Summer has arrived here in south Texas and it looks like it is going to be a busy one for our family. We already have several day trips planned and a couple of overnight trips to visit family are on the calendar. Looking forward to the time away, but as a mom of seven there is one thing I know for sure…leaving home means we will not be eating as healthy as we normally do, we will be resting less than we should, and we will be exposed to foreign germs and unfamiliar surroundings. Let’s face it, every time we travel we have a greater chance of getting sick or hurt.
I can’t tell you how many times we have been away from home when something comes up that I need to treat my family for and I am unprepared. I should know better, I know. But sometimes I just get so busy and my good intentions don’t get the job done.
Several months ago as I was looking at the Natural Hope Herbals website, I saw that they were offering herbal kits. These mini-apothecaries are a great way to bring herbal medicines with you when you are traveling, hiking, or just visiting the park. Although they do have a few first aid supplies included, this kit is really so much more than a “first aid kit”.
Items in the Kit
People’s Paste Powder
This is a unique item in the kit. I had never seen a blend quite like it, so I started brainstorming ways that I could use this with our family. It is a powdered substance in a small jar, so it doesn’t go bad quickly and can either be used dry or moistened with water before applying.
The base of the mixture is slippery elm powder. When water is added, the slippery elm powder increases the viscosity of the mixture and helps the paste stay on the wound. The comfrey works as a cell proliferant and decreases the time it takes for the wound to heal. The bayberry, garlic, and myrrh are all very effective antimicrobials that work together in a synergistic fashion. Great combination!
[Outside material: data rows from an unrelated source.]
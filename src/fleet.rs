//! Fleet manager access
//!
//! Read-only instance lookups against EC2, plus completion of Auto Scaling
//! lifecycle actions so the group does not sit out the hook heartbeat.

use async_trait::async_trait;
use aws_sdk_autoscaling::Client as AutoScalingClient;
use aws_sdk_ec2::error::ProvideErrorMetadata;
use aws_sdk_ec2::Client as Ec2Client;
use tracing::{debug, info};

#[cfg(test)]
use mockall::automock;

use crate::event::LifecycleHookRef;
use crate::Error;

/// Instance state as reported by the fleet manager
#[derive(Clone, Debug, PartialEq, Eq)]
pub enum InstanceState {
    /// Launched, not yet running
    Pending,
    /// Running; may still be booting services
    Running,
    /// Being terminated
    ShuttingDown,
    /// Gone
    Terminated,
    /// Being stopped
    Stopping,
    /// Stopped
    Stopped,
    /// A state this controller does not know
    Other(String),
}

impl InstanceState {
    /// Parse the EC2 state name
    pub fn from_name(name: &str) -> Self {
        match name {
            "pending" => Self::Pending,
            "running" => Self::Running,
            "shutting-down" => Self::ShuttingDown,
            "terminated" => Self::Terminated,
            "stopping" => Self::Stopping,
            "stopped" => Self::Stopped,
            other => Self::Other(other.to_string()),
        }
    }

    /// The EC2 state name
    pub fn as_str(&self) -> &str {
        match self {
            Self::Pending => "pending",
            Self::Running => "running",
            Self::ShuttingDown => "shutting-down",
            Self::Terminated => "terminated",
            Self::Stopping => "stopping",
            Self::Stopped => "stopped",
            Self::Other(name) => name,
        }
    }

    /// Whether the instance can no longer become running
    pub fn is_terminal(&self) -> bool {
        matches!(
            self,
            Self::ShuttingDown | Self::Terminated | Self::Stopping | Self::Stopped
        )
    }
}

/// Read-only view of one fleet instance
#[derive(Clone, Debug, PartialEq, Eq)]
pub struct InstanceDescriptor {
    /// EC2 instance id
    pub instance_id: String,
    /// Private IPv4 address
    pub private_address: Option<String>,
    /// Public IPv4 address, if one is assigned
    pub public_address: Option<String>,
    /// EC2 private DNS name
    pub private_dns_name: Option<String>,
    /// Current state
    pub state: InstanceState,
}

impl InstanceDescriptor {
    /// Address to reach the instance over SSH
    ///
    /// With `prefer_public` the public address wins when present; the private
    /// address is always the fallback.
    pub fn reachable_address(&self, prefer_public: bool) -> Option<&str> {
        let public = self.public_address.as_deref().filter(|a| !a.is_empty());
        let private = self.private_address.as_deref().filter(|a| !a.is_empty());
        if prefer_public {
            public.or(private)
        } else {
            private.or(public)
        }
    }
}

/// Trait abstracting the fleet manager API
#[cfg_attr(test, automock)]
#[async_trait]
pub trait FleetClient: Send + Sync {
    /// Describe a single instance
    ///
    /// Returns `Ok(None)` when the fleet no longer knows the instance.
    async fn describe_instance(&self, instance_id: &str)
        -> Result<Option<InstanceDescriptor>, Error>;
}

/// Outcome reported back to a lifecycle hook
#[derive(Clone, Copy, Debug, PartialEq, Eq)]
pub enum LifecycleActionResult {
    /// Let the transition proceed
    Continue,
    /// Abandon the transition (a launching instance is terminated)
    Abandon,
}

impl LifecycleActionResult {
    /// Value expected by the Auto Scaling API
    pub fn as_str(&self) -> &'static str {
        match self {
            Self::Continue => "CONTINUE",
            Self::Abandon => "ABANDON",
        }
    }
}

/// Trait abstracting Auto Scaling lifecycle-hook completion
#[cfg_attr(test, automock)]
#[async_trait]
pub trait LifecycleHooks: Send + Sync {
    /// Complete the lifecycle action for an instance
    async fn complete(
        &self,
        instance_id: &str,
        hook: &LifecycleHookRef,
        result: LifecycleActionResult,
    ) -> Result<(), Error>;
}

/// EC2-backed fleet client
pub struct Ec2Fleet {
    client: Ec2Client,
}

impl Ec2Fleet {
    /// Create a fleet client from a loaded AWS configuration
    pub fn new(sdk_config: &aws_config::SdkConfig) -> Self {
        Self {
            client: Ec2Client::new(sdk_config),
        }
    }
}

#[async_trait]
impl FleetClient for Ec2Fleet {
    async fn describe_instance(
        &self,
        instance_id: &str,
    ) -> Result<Option<InstanceDescriptor>, Error> {
        let response = match self
            .client
            .describe_instances()
            .instance_ids(instance_id)
            .send()
            .await
        {
            Ok(response) => response,
            Err(e) => {
                if e.as_service_error()
                    .and_then(|se| se.code())
                    .is_some_and(|code| code == "InvalidInstanceID.NotFound")
                {
                    debug!(instance_id = %instance_id, "instance not found in fleet");
                    return Ok(None);
                }
                return Err(Error::fleet(
                    instance_id,
                    aws_sdk_ec2::error::DisplayErrorContext(&e).to_string(),
                ));
            }
        };

        let instance = response
            .reservations()
            .iter()
            .flat_map(|r| r.instances())
            .find(|i| i.instance_id() == Some(instance_id));

        Ok(instance.map(|i| InstanceDescriptor {
            instance_id: instance_id.to_string(),
            private_address: i.private_ip_address().map(String::from),
            public_address: i.public_ip_address().map(String::from),
            private_dns_name: i.private_dns_name().map(String::from),
            state: i
                .state()
                .and_then(|s| s.name())
                .map(|n| InstanceState::from_name(n.as_str()))
                .unwrap_or_else(|| InstanceState::Other("unknown".to_string())),
        }))
    }
}

/// Auto Scaling-backed lifecycle hook client
pub struct AutoScalingHooks {
    client: AutoScalingClient,
}

impl AutoScalingHooks {
    /// Create a hook client from a loaded AWS configuration
    pub fn new(sdk_config: &aws_config::SdkConfig) -> Self {
        Self {
            client: AutoScalingClient::new(sdk_config),
        }
    }
}

#[async_trait]
impl LifecycleHooks for AutoScalingHooks {
    async fn complete(
        &self,
        instance_id: &str,
        hook: &LifecycleHookRef,
        result: LifecycleActionResult,
    ) -> Result<(), Error> {
        let mut request = self
            .client
            .complete_lifecycle_action()
            .auto_scaling_group_name(&hook.auto_scaling_group)
            .lifecycle_hook_name(&hook.hook_name)
            .instance_id(instance_id)
            .lifecycle_action_result(result.as_str());
        if let Some(token) = &hook.action_token {
            request = request.lifecycle_action_token(token);
        }

        request.send().await.map_err(|e| {
            Error::fleet(
                instance_id,
                aws_sdk_autoscaling::error::DisplayErrorContext(&e).to_string(),
            )
        })?;

        info!(
            instance_id = %instance_id,
            hook = %hook.hook_name,
            result = result.as_str(),
            "Completed lifecycle action"
        );
        Ok(())
    }
}
#[cfg(test)]
mod tests {
    use super::*;
    use crate::controller::{JoinOutcome, MockNodeJoiner, MockNodeRemover, RemovalOutcome};
    use crate::error::Step;
    use crate::fleet::MockLifecycleHooks;
    use serde_json::json;

    fn joined() -> JoinOutcome {
        JoinOutcome::Joined {
            worker: "10.0.1.5".to_string(),
            endpoint: "10.0.0.1:6443".to_string(),
        }
    }

    fn dispatcher(joiner: MockNodeJoiner, remover: MockNodeRemover) -> EventDispatcher {
        EventDispatcher::new(Arc::new(joiner), Arc::new(remover))
    }

    fn hook_notification(transition: &str) -> Value {
        json!({
            "LifecycleHookName": "workers-hook",
            "AutoScalingGroupName": "k8s-workers",
            "LifecycleActionToken": "71514b9d",
            "LifecycleTransition": transition,
            "EC2InstanceId": "i-1"
        })
    }

    // =========================================================================
    // Routing
    // =========================================================================

    /// Story: a launch notification reaches the joiner and only the joiner
    #[tokio::test]
    async fn story_launching_routes_to_join_only() {
        let mut joiner = MockNodeJoiner::new();
        joiner
            .expect_join()
            .withf(|id| id == "i-1")
            .times(1)
            .returning(|_| Ok(joined()));
        let mut remover = MockNodeRemover::new();
        remover.expect_remove().never();

        let response = dispatcher(joiner, remover)
            .handle(json!({"instanceId": "i-1", "lifecycleTransition": "EC2_INSTANCE_LAUNCHING"}))
            .await;

        assert_eq!(response.status_code, 200);
        assert!(response.body.contains("joined 10.0.0.1:6443"));
    }

    #[tokio::test]
    async fn terminating_routes_to_removal_only() {
        let mut joiner = MockNodeJoiner::new();
        joiner.expect_join().never();
        let mut remover = MockNodeRemover::new();
        remover.expect_remove().times(1).returning(|_| {
            Ok(RemovalOutcome::Removed {
                node: "ip-10-0-2-9".to_string(),
            })
        });

        let response = dispatcher(joiner, remover)
            .handle(json!({"instanceId": "i-2", "lifecycleTransition": "EC2_INSTANCE_TERMINATING"}))
            .await;

        assert_eq!(response, LifecycleResponse::ok("node ip-10-0-2-9 removed"));
    }

    /// Story: the autoscaler's test notification is acknowledged and ignored
    #[tokio::test]
    async fn story_test_notification_is_ignored() {
        let mut joiner = MockNodeJoiner::new();
        joiner.expect_join().never();
        let mut remover = MockNodeRemover::new();
        remover.expect_remove().never();

        let response = dispatcher(joiner, remover)
            .handle(json!({
                "AccountId": "123456789012",
                "AutoScalingGroupName": "k8s-workers",
                "Event": "autoscaling:TEST_NOTIFICATION",
                "Service": "AWS Auto Scaling"
            }))
            .await;

        assert_eq!(response.status_code, 200);
        assert!(response.body.starts_with("UnknownTransition: "));
        assert!(response.body.contains("TEST_NOTIFICATION"));
    }

    #[tokio::test]
    async fn malformed_payload_is_500_without_coordinators() {
        let mut joiner = MockNodeJoiner::new();
        joiner.expect_join().never();
        let mut remover = MockNodeRemover::new();
        remover.expect_remove().never();
        let d = dispatcher(joiner, remover);

        let response = d.handle(json!({"lifecycleTransition": "EC2_INSTANCE_LAUNCHING"})).await;
        assert_eq!(response.status_code, 500);
        assert!(response.body.starts_with("MalformedEvent"));

        let response = d.handle_json("{not json").await;
        assert_eq!(response.status_code, 500);
        assert!(response.body.starts_with("MalformedEvent"));

        let response = d.handle(json!(["i-1"])).await;
        assert_eq!(response.status_code, 500);
    }

    // =========================================================================
    // Failure reporting
    // =========================================================================

    /// Story: a failed drain is reported as a 500 naming the kind and step
    #[tokio::test]
    async fn story_coordinator_failure_names_kind_and_step() {
        let joiner = MockNodeJoiner::new();
        let mut remover = MockNodeRemover::new();
        remover.expect_remove().returning(|_| {
            Err(StepError::new(
                Step::Drain,
                "ip-10-0-2-9",
                Error::RemoteCommand {
                    host: "10.0.0.27".to_string(),
                    command: "kubectl drain".to_string(),
                    exit_status: 1,
                    stderr: "cannot evict pod".to_string(),
                },
            ))
        });

        let response = dispatcher(joiner, remover)
            .handle(json!({"instanceId": "i-2", "lifecycleTransition": "TERMINATING"}))
            .await;

        assert_eq!(response.status_code, 500);
        assert!(response.body.starts_with("RemoteCommandFailure at drain"));
        assert!(response.body.contains("ip-10-0-2-9"));
    }

    struct PanickingJoiner;

    #[async_trait::async_trait]
    impl NodeJoiner for PanickingJoiner {
        async fn join(&self, _instance_id: &str) -> Result<JoinOutcome, StepError> {
            panic!("executor state poisoned")
        }
    }

    #[tokio::test]
    async fn coordinator_panic_becomes_500() {
        let d = EventDispatcher::new(Arc::new(PanickingJoiner), Arc::new(MockNodeRemover::new()));

        let response = d
            .handle(json!({"instanceId": "i-1", "lifecycleTransition": "LAUNCHING"}))
            .await;

        assert_eq!(response.status_code, 500);
        assert!(response.body.starts_with("InternalError"));
    }

    #[test]
    fn response_serializes_with_status_code_field() {
        let json = serde_json::to_value(LifecycleResponse::ok("done")).unwrap();
        assert_eq!(json, json!({"statusCode": 200, "body": "done"}));
    }

    // =========================================================================
    // Lifecycle action completion
    // =========================================================================

    /// Story: a failed join abandons the launch so the autoscaler replaces
    /// the instance instead of keeping a node that never joined
    #[tokio::test]
    async fn story_failed_launch_abandons_lifecycle_action() {
        let mut joiner = MockNodeJoiner::new();
        joiner.expect_join().returning(|_| {
            Err(StepError::new(
                Step::WaitForReady,
                "i-1",
                Error::ReadinessTimeout {
                    instance_id: "i-1".to_string(),
                    waited: std::time::Duration::from_secs(300),
                    last_state: "pending".to_string(),
                },
            ))
        });
        let mut hooks = MockLifecycleHooks::new();
        hooks
            .expect_complete()
            .withf(|id, hook, result| {
                id == "i-1"
                    && hook.hook_name == "workers-hook"
                    && *result == LifecycleActionResult::Abandon
            })
            .times(1)
            .returning(|_, _, _| Ok(()));

        let response = dispatcher(joiner, MockNodeRemover::new())
            .with_lifecycle_hooks(Arc::new(hooks))
            .handle(hook_notification("autoscaling:EC2_INSTANCE_LAUNCHING"))
            .await;

        assert_eq!(response.status_code, 500);
        assert!(response.body.starts_with("ReadinessTimeout at wait-for-ready"));
    }

    #[tokio::test]
    async fn failed_removal_still_continues_termination() {
        let mut remover = MockNodeRemover::new();
        remover.expect_remove().returning(|_| {
            Err(StepError::new(
                Step::ResolveNode,
                "i-1",
                Error::identity("i-1", "instance not found"),
            ))
        });
        let mut hooks = MockLifecycleHooks::new();
        hooks
            .expect_complete()
            .withf(|_, _, result| *result == LifecycleActionResult::Continue)
            .times(1)
            .returning(|_, _, _| Ok(()));

        let response = dispatcher(MockNodeJoiner::new(), remover)
            .with_lifecycle_hooks(Arc::new(hooks))
            .handle(hook_notification("autoscaling:EC2_INSTANCE_TERMINATING"))
            .await;

        assert_eq!(response.status_code, 500);
    }

    #[tokio::test]
    async fn completion_failure_does_not_change_status() {
        let mut joiner = MockNodeJoiner::new();
        joiner.expect_join().returning(|_| Ok(joined()));
        let mut hooks = MockLifecycleHooks::new();
        hooks
            .expect_complete()
            .returning(|_, _, _| Err(Error::fleet("i-1", "ValidationError: token expired")));

        let response = dispatcher(joiner, MockNodeRemover::new())
            .with_lifecycle_hooks(Arc::new(hooks))
            .handle(hook_notification("autoscaling:EC2_INSTANCE_LAUNCHING"))
            .await;

        assert_eq!(response.status_code, 200);
    }

    #[tokio::test]
    async fn direct_events_never_complete_actions() {
        let mut joiner = MockNodeJoiner::new();
        joiner.expect_join().returning(|_| Ok(joined()));
        let mut hooks = MockLifecycleHooks::new();
        hooks.expect_complete().never();

        let response = dispatcher(joiner, MockNodeRemover::new())
            .with_lifecycle_hooks(Arc::new(hooks))
            .handle(json!({"instanceId": "i-1", "lifecycleTransition": "LAUNCHING"}))
            .await;

        assert!(response.is_success());
    }
}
This would be great to put on wounds, especially it there is infection. I would also use this on ingrown toenails or fungal infections on the skin. Another way I would use this is as a gargle or mouthwash for sores in the mouth or possibly strep throat.
Cayenne is a stimulating and warming herb that has an affinity for the cardiovascular system. Dr. Christopher used cayenne as a styptic, specific for hemorrhages. I have personally used a pinch of cayenne under my son’s tongue to stop a nose bleed. It has also been used in emergency situations to stop a heart attack until medical help can be obtained.
Lavender Essential Oil
Lavender essential oil is one of the best remedies for minor burns and sunburns. It is one of the few essential oils that can be used “neat” without dilution in a carrier oil. It is very cooling to the skin and relieves pain due to insect bites and stings. Just today I had to use some on my 5 year old’s wasp sting. The relief was immediate. I also like to use lavender eo in bath salts for a relaxing bath.
Deep Tissue Oil
I wish I had this when I was pregnant. I always suffer from sciatica when I am pregnant and think this would be a wonderful blend for treating it. Other things I would use this for would be pulled muscles, carpal tunnel syndrome, and when you get a “crick-in-the-neck”. I would use caution using this with children as I think it may be a little too warming and stimulating.
Matthew Wood uses echinacea for depressed tissue states that need a boost to move into a healing state. This could be instances of septicemia, swollen lymph glands, poisonous insect bites or stings (spiders, bees), and boils/abscesses. I like to included echinacea with other herbs rather than just alone.
Arnica/St. John’s Wort Salve
This is a little milder version of the deep tissue oil. I would be more prone to use this on children for achy muscles, sprains, and bumps/bruises.
Such a simple medicine, but yet very effective as a general all-purpose salve. Calendula has been used traditionally as a vulnerary. Used as a breast ointment when nursing, this would help heal dry, cracked nipples and the antiviral action in calendula would help with thrush. You could also use this for rashes, skin irritations, and eczema.
This handy little spray works wonders for cleaning out fresh wounds, scraps, and road rash. Could also be used for fungal skin infections such as athlete’s foot. I also think this spray would work well for body acne.
Black Drawing Salve
I have actually never used a drawing salve so I am anxious to get to try this. I would use it for anything that needs “drawn out” including splinters, infections, or toxins.
Many years ago when I first started learning about herbal medicine, a friend mentioned to me that she gave her kids activated charcoal when they had stomach viruses. I had never heard of such a thing! It wasn’t until a few years ago when I took a class from 7Song that I learned of the medicinal qualities of activated charcoal.
My brothers stopped by my house after returning from a road trip. They had stopped at a convenience store and bought burritos for lunch. By the time they arrived at my house, they were doubled over and running to the bathroom. I gave them each a cup of water with activated charcoal. By the time they got to their house an hour away, they were feeling much better and very thankful I had made them drink that gritty black stuff!
Other uses for activated charcoal…face masks! Love this stuff for pulling the yuckies out of skin and reducing black heads. We have also tried it as a teeth whitening agent, but let me tell you, it gets a little messy!